Note, by the way, that this is in stark contrast to an understanding based on the grammatical concept of transitivity. On such a model, a categorising process carries through from an actor, an external domain, to a goal, a brain as neurological recognition system. That is to say, categories flow into brains from the outside. Edelman (1992) labels this position instructionism since it involves seeing categorisation as a process whereby the outside instructs the brain, and he opposes it to selectionism, pointing out that instructionism is Lamarckism applied to the brain.[2] In the Lamarckian model of biological evolution, properties flow from the world into genomes, such that acquired characteristics can be inherited by offspring. That is, a coded world acts directly on a specific genome and changes it. 
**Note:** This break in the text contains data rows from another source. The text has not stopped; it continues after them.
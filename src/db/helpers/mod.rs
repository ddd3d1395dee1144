use anyhow::{Context, Result};
use chrono::{DateTime, SecondsFormat, Utc};

pub fn parse_datetime(value: &str, field: &str) -> Result<DateTime<Utc>> {
    DateTime::parse_from_rfc3339(value)
        .map(|dt| dt.with_timezone(&Utc))
        .with_context(|| format!("failed to parse {field}"))
}

/// ISO-8601 in UTC with millisecond precision and a `Z` suffix,
/// e.g. `2026-10-17T08:30:00.123Z`.
pub fn format_timestamp(value: DateTime<Utc>) -> String {
    value.to_rfc3339_opts(SecondsFormat::Millis, true)
}

/// Calendar date (UTC) used in export file names.
pub fn export_date(value: DateTime<Utc>) -> String {
    value.format("%Y-%m-%d").to_string()
}
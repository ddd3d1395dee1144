fn main() {
    if let Err(err) = contact_ledger_lib::run() {
        eprintln!("{err:#}");
        std::process::exit(2);
    }
}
There are probably many reasons why the instructionist/transitive model should have been previously favoured in modelling the brain. For example, it is more obviously recognisable from visual experience: we see that things move from one location to another.[3] Selectionism is more subtle, since it requires a generational timescale to observe the effects of selection in a visible domain. The view of human-as-agent may also have made the acceptance of the phenomenon-as-agent model less probable. 



Footnotes:


[1] Phenomena make us sense: see, hear, smell, taste, feel (perception); phenomena make us feel (affect); phenomena make us think (cognition); phenomena make us want (desideration).

[2] Instructionism fails to explain, for example, why a patient of (Oliver) Sacks, ‘Virgil’, who receives sight for the first time at age 50 cannot make sense of what he sees.

[3] Cf Lakoff’s (1987) source-path-goal schema.